These days, it seems like every tech company and their corporate parent is looking to squeeze AI tools and features into their products, whether they’re wanted or not. So when files with names and functions referencing a “SteamGPT” appeared in a recent Steam client update, Valve watchers took quick notice.
From the outside, it’s hard to tell precisely what form any such “SteamGPT” would take. But looking through variable names and references in the files themselves suggests that Valve may be looking to use AI tools to streamline internal evaluations of in-game incidents and sift through potentially suspicious accounts.
Looking at the variables
As tracked by the automated SteamTracking GitHub project, the term “SteamGPT” appears multiple times in three separate files added in the April 7 Steam client update. In addition to the SteamGPT naming convention—a seemingly obvious reference to the generative pre-trained transformers popularized by ChatGPT and its ilk—the files include mentions of terms like multi-category inference, fine-tuning, and “upstream models” that point to some sort of generative AI system.
What might that AI be used for? Well, the files contain multiple references to a labeler and “labeling tasks,” working with arguments identifying a “problem” and “subproblem” and looking at an “evaluation_evidence_log” related to a specific “matchid.” Together with mentions of a “logs_to_inference” metamodel, that sounds like it could be a hook into a system for automatically generating labels to categorize the various incident reports made in Steam multiplayer games.
Another portion of the SteamGPT files hints that Valve might use AI tools to summarize suspicious activity history or patterns in potentially fraudulent Steam accounts.

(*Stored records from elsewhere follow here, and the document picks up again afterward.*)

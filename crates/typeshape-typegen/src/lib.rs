//! TypeScript declarations from typeshape type graphs.
//!
//! - `typegen` - declaration generation, one module per target language
//!
//! The entry points most callers want are re-exported here:
//! [`generate_typescript`] and [`write_typescript`].

#![cfg_attr(coverage_nightly, feature(coverage_attribute))]

use std::io;

use typeshape_core::{GraphError, TypeId};

pub mod typegen;

#[cfg(test)]
pub mod test_utils;

pub use typegen::typescript::{Config, emit as generate_typescript, write as write_typescript};

/// Errors that can occur while generating declarations.
#[derive(Debug, thiserror::Error)]
pub enum Error {
    /// The output sink failed.
    #[error("failed to write declarations: {0}")]
    Io(#[from] io::Error),

    /// A method reached result rendering with more than one result type.
    #[error("method `{method}` has {count} result types, at most one can be rendered")]
    ResultShape { method: String, count: usize },

    #[error(transparent)]
    Graph(#[from] GraphError),

    #[error("root {0} is not defined in the type graph")]
    UnknownRoot(TypeId),
}

/// Result type for generation.
pub type Result<T> = std::result::Result<T, Error>;
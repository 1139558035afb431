//! Invariant checks excluded from coverage reports.

#![cfg_attr(coverage_nightly, coverage(off))]

use crate::{TypeDef, TypeGraph, TypeId};

impl TypeGraph {
    pub(crate) fn ensure_def(&self, id: TypeId) -> &TypeDef {
        self.get(id).unwrap_or_else(|| {
            panic!(
                "TypeGraph: {id} not found \
                 (graphs must be validated before traversal)"
            )
        })
    }

    pub(crate) fn ensure_def_mut(&mut self, id: TypeId) -> &mut TypeDef {
        let len = self.len();
        self.defs_mut().get_mut(id.index()).unwrap_or_else(|| {
            panic!("TypeGraph: {id} not found (graph holds {len} types)")
        })
    }

    pub(crate) fn ensure_elem(&self, id: TypeId) -> TypeId {
        let def = self.ensure_def(id);
        def.elem.unwrap_or_else(|| {
            panic!(
                "TypeGraph: {id} of kind {:?} has no element type \
                 (graphs must be validated before traversal)",
                def.kind
            )
        })
    }

    pub(crate) fn ensure_key(&self, id: TypeId) -> TypeId {
        let def = self.ensure_def(id);
        def.key.unwrap_or_else(|| {
            panic!(
                "TypeGraph: {id} of kind {:?} has no key type \
                 (graphs must be validated before traversal)",
                def.kind
            )
        })
    }
}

A number of “SteamGPTSummary” functions include references to VAC bans, Steam Guard, and account lockdowns. These functions also seem to look at evidence such as email addresses (“high_fraud_email”), use of advanced security features (“two_factor”), and where a linked phone number originates (“phone_country”) to help determine whether an account is on the up-and-up. There are also a few references here to an account’s trust score, which is already used to help secure matchmaking in games like Counter-Strike 2.
AI is the future, you know
While these naming conventions are suggestive, they don’t necessarily indicate how “SteamGPT” would work or if the prototype functions are even used in the current version of Steam (or will be in future versions). Still, taken together, this looks less like a player-facing AI model (à la Microsoft’s Gaming Copilot) and more like an AI tool to help Steam moderators sift through mountains of incident logs and potentially suspect accounts.
It wouldn’t be a shock if Valve embraced AI tools in this way. In a short video posted last year, Valve founder and CEO Gabe Newell compared the growth of AI to the rise of spreadsheets and the Internet, saying that “it’s incredibly obvious that machine learning systems, AI systems, are going to profoundly impact pretty much every single business.” In another video, he suggested that new programmers who learn how to use AI tools as a scaffold “will become more effective developers of value than people who’ve been programming for a decade.”
In 2024, Valve started explicitly allowing the use of AI tools in the development of games published on Steam, provided that use is disclosed to players. By mid-2005, that disclosure had appeared on nearly 8,000 Steam titles, according to a study by Totally Human Media, including 20 percent of the games released to that point that year.